## Task brief
The lines from the first line of the entries through the line containing "innermost first, e.g." are to be repeated exactly, with both of those lines included.

## Records for this task
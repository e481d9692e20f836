//! Rendering of type names into the strings used throughout the model.
//!
//! The rendered string is also the lookup key for sizing and nested layouts,
//! so the same type always renders to the same text:
//!
//! - elementary types render as their keyword, e.g. `uint256`
//! - user-defined types render as their dotted path, e.g. `Set.Data`
//! - function types render as [`FUNCTION_TYPE`]
//! - arrays append one bracket group per dimension, innermost first, e.g.
//!   `uint8[33][2]` or `bool[]`
//! - mappings render as `mapping(K=>V)`

use solscope_core::model::AttributeKind;

use crate::{
    ast::{Expression, TypeName},
    error::{Diagnostic, ErrorCode, Result},
};

/// Placeholder rendered for every function type.
pub const FUNCTION_TYPE: &str = "function";

/// A rendered type string and the kind of type it came from.
#[derive(Debug, Clone, PartialEq, Eq)]
pub struct ResolvedType {
    pub name: String,
    pub kind: AttributeKind,
}

impl ResolvedType {
    fn new(name: impl Into<String>, kind: AttributeKind) -> Self {
        Self {
            name: name.into(),
            kind,
        }
    }
}

/// Renders a type name.
///
/// # Errors
///
/// Returns an [`ErrorCode::E200`] diagnostic when the type name, or any type
/// nested inside it, is of an unknown kind.
pub fn resolve(type_name: &TypeName) -> Result<ResolvedType> {
    match type_name {
        TypeName::ElementaryTypeName { name } => {
            Ok(ResolvedType::new(name.as_str(), AttributeKind::Elementary))
        }
        TypeName::UserDefinedTypeName { name_path } => {
            Ok(ResolvedType::new(name_path.as_str(), AttributeKind::UserDefined))
        }
        TypeName::FunctionTypeName => Ok(ResolvedType::new(FUNCTION_TYPE, AttributeKind::Function)),
        TypeName::ArrayTypeName {
            base_type_name,
            length,
        } => {
            let element = resolve(base_type_name)?;
            let name = format!("{}[{}]", element.name, array_length(length.as_deref()));
            Ok(ResolvedType::new(name, AttributeKind::Array))
        }
        TypeName::Mapping {
            key_type,
            value_type,
        } => {
            let key = resolve(key_type)?;
            let value = resolve(value_type)?;
            let name = format!("mapping({}=>{})", key.name, value.name);
            Ok(ResolvedType::new(name, AttributeKind::Mapping))
        }
        TypeName::Unknown => Err(Diagnostic::error("unsupported type name kind")
            .with_code(ErrorCode::E200)
            .with_help(
                "expected an elementary, user-defined, function, array or mapping type name",
            )),
    }
}

/// Renders the length of one array dimension.
///
/// Only literal lengths are kept. Dynamic arrays and lengths given by an
/// expression render as an empty bracket group.
fn array_length(length: Option<&Expression>) -> &str {
    match length {
        Some(Expression::NumberLiteral { number }) => number,
        _ => "",
    }
}

#[cfg(test)]
mod tests {
    use super::*;

    fn elementary(name: &str) -> TypeName {
        TypeName::ElementaryTypeName {
            name: name.to_string(),
        }
    }

    fn array(base: TypeName, length: Option<&str>) -> TypeName {
        TypeName::ArrayTypeName {
            base_type_name: Box::new(base),
            length: length.map(|number| {
                Box::new(Expression::NumberLiteral {
                    number: number.to_string(),
                })
            }),
        }
    }

    fn mapping(key: TypeName, value: TypeName) -> TypeName {
        TypeName::Mapping {
            key_type: Box::new(key),
            value_type: Box::new(value),
        }
    }

    #[test]
    fn test_elementary_and_user_defined() {
        let resolved = resolve(&elementary("address")).unwrap();
        assert_eq!(resolved, ResolvedType::new("address", AttributeKind::Elementary));

        let user = TypeName::UserDefinedTypeName {
            name_path: "Set.Data".to_string(),
        };
        let resolved = resolve(&user).unwrap();
        assert_eq!(resolved, ResolvedType::new("Set.Data", AttributeKind::UserDefined));
    }

    #[test]
    fn test_function_placeholder() {
        let resolved = resolve(&TypeName::FunctionTypeName).unwrap();
        assert_eq!(resolved.name, FUNCTION_TYPE);
        assert_eq!(resolved.kind, AttributeKind::Function);
    }

    #[test]
    fn test_array_dimensions_innermost_first() {
        let type_name = array(array(array(elementary("uint8"), Some("33")), Some("2")), None);

        let resolved = resolve(&type_name).unwrap();
        assert_eq!(resolved.name, "uint8[33][2][]");
        assert_eq!(resolved.kind, AttributeKind::Array);
    }

    #[test]
    fn test_array_with_expression_length_is_dynamic() {
        let type_name = TypeName::ArrayTypeName {
            base_type_name: Box::new(elementary("bool")),
            length: Some(Box::new(Expression::Identifier {
                name: "SIZE".to_string(),
            })),
        };

        assert_eq!(resolve(&type_name).unwrap().name, "bool[]");
    }

    #[test]
    fn test_mapping_rendering() {
        let type_name = mapping(elementary("address"), elementary("uint256"));

        let resolved = resolve(&type_name).unwrap();
        assert_eq!(resolved.name, "mapping(address=>uint256)");
        assert_eq!(resolved.kind, AttributeKind::Mapping);
    }

    #[test]
    fn test_nested_mapping_rendering() {
        let value = mapping(
            TypeName::UserDefinedTypeName {
                name_path: "IERC20".to_string(),
            },
            array(elementary("uint256"), None),
        );
        let type_name = mapping(elementary("address"), value);

        assert_eq!(
            resolve(&type_name).unwrap().name,
            "mapping(address=>mapping(IERC20=>uint256[]))"
        );
    }

    #[test]
    fn test_mapping_rendering_is_stable() {
        let type_name = mapping(elementary("address"), elementary("uint256"));

        let first = resolve(&type_name).unwrap();
        let second = resolve(&type_name).unwrap();
        assert_eq!(first, second);
        assert_eq!(first.name, "mapping(address=>uint256)");
    }

    #[test]
    fn test_unknown_kind_is_error() {
        let err = resolve(&array(TypeName::Unknown, Some("2"))).unwrap_err();
        assert_eq!(err.code(), Some(ErrorCode::E200));
    }
}
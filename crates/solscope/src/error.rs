//! Error types for Solscope operations.
//!
//! [`SolscopeError`] is the error returned by the [`Solscope`](crate::Solscope)
//! facade. The layout engine and the connectivity filter report their own
//! failures through [`LayoutError`] and [`FilterError`], which carry the
//! offending name or type string.

use std::io;

use thiserror::Error;

use solscope_builder::BuildError;
use solscope_core::model::ClassStereotype;

/// The main error type for Solscope operations.
///
/// # Diagnostic Variants
///
/// The `Build` variant keeps the builder's structured diagnostics together with
/// the path of the source unit that failed, so they can be reported one by
/// one.
#[derive(Debug, Error)]
pub enum SolscopeError {
    #[error("I/O error: {0}")]
    Io(#[from] io::Error),

    #[error("{path}: {err}")]
    Build { err: BuildError, path: String },

    #[error("Invalid source bundle: {0}")]
    Json(#[from] serde_json::Error),

    #[error("Layout error: {0}")]
    Layout(#[from] LayoutError),

    #[error("Filter error: {0}")]
    Filter(#[from] FilterError),

    #[error("Configuration error: {0}")]
    Config(String),
}

impl SolscopeError {
    /// Create a new `Build` error for the source unit at `path`.
    pub fn new_build_error(err: BuildError, path: impl Into<String>) -> Self {
        Self::Build {
            err,
            path: path.into(),
        }
    }
}

/// Failures of the storage layout engine.
#[derive(Debug, Clone, PartialEq, Eq, Error)]
pub enum LayoutError {
    #[error("contract `{0}` not found")]
    ContractNotFound(String),

    #[error("`{name}` is {stereotype}; only contracts and structs have a storage layout")]
    NotLayoutable {
        name: String,
        stereotype: ClassStereotype,
    },

    #[error("parent contract `{parent}` of `{child}` not found")]
    ParentNotFound { parent: String, child: String },

    #[error("type `{type_name}` used in `{context}` not found")]
    UnknownType { type_name: String, context: String },

    #[error("unknown elementary type `{0}`")]
    UnknownElementary(String),

    #[error("struct `{0}` contains itself")]
    RecursiveStruct(String),
}

/// Failures of the connectivity filter.
#[derive(Debug, Clone, PartialEq, Eq, Error)]
pub enum FilterError {
    #[error("root class `{0}` not found")]
    RootNotFound(String),
}
//! Accumulates diagnostics across the declarations of one source unit.

use crate::error::{BuildError, Diagnostic};

#[derive(Debug, Default)]
pub(crate) struct DiagnosticCollector {
    diagnostics: Vec<Diagnostic>,
}

impl DiagnosticCollector {
    pub(crate) fn new() -> Self {
        Self::default()
    }

    /// Records the error of a fallible step and returns its value, if any.
    pub(crate) fn collect<T>(&mut self, result: Result<T, Diagnostic>) -> Option<T> {
        match result {
            Ok(value) => Some(value),
            Err(diagnostic) => {
                self.diagnostics.push(diagnostic);
                None
            }
        }
    }

    /// Returns `value` if nothing was collected, the collected errors otherwise.
    pub(crate) fn finish<T>(self, value: T) -> Result<T, BuildError> {
        if self.diagnostics.is_empty() {
            Ok(value)
        } else {
            Err(BuildError::new(self.diagnostics))
        }
    }
}

#[cfg(test)]
mod tests {
    use super::*;

    #[test]
    fn test_collector_empty_is_ok() {
        let collector = DiagnosticCollector::new();
        assert_eq!(collector.finish(7).unwrap(), 7);
    }

    #[test]
    fn test_collector_keeps_all_errors() {
        let mut collector = DiagnosticCollector::new();
        assert_eq!(collector.collect(Ok::<_, Diagnostic>(1)), Some(1));
        assert_eq!(collector.collect(Err::<i32, _>(Diagnostic::error("a"))), None);
        assert_eq!(collector.collect(Err::<i32, _>(Diagnostic::error("b"))), None);

        let err = collector.finish(()).unwrap_err();
        assert_eq!(err.diagnostics().len(), 2);
    }
}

## Answer
repository e481d9692e20f836
//! Rendering of type names into the strings used throughout the model.
//!
//! The rendered string is also the lookup key for sizing and nested layouts,
//! so the same type always renders to the same text:
//!
//! - elementary types render as their keyword, e.g. `uint256`
//! - user-defined types render as their dotted path, e.g. `Set.Data`
//! - function types render as [`FUNCTION_TYPE`]
//! - arrays append one bracket group per dimension, innermost first, e.g.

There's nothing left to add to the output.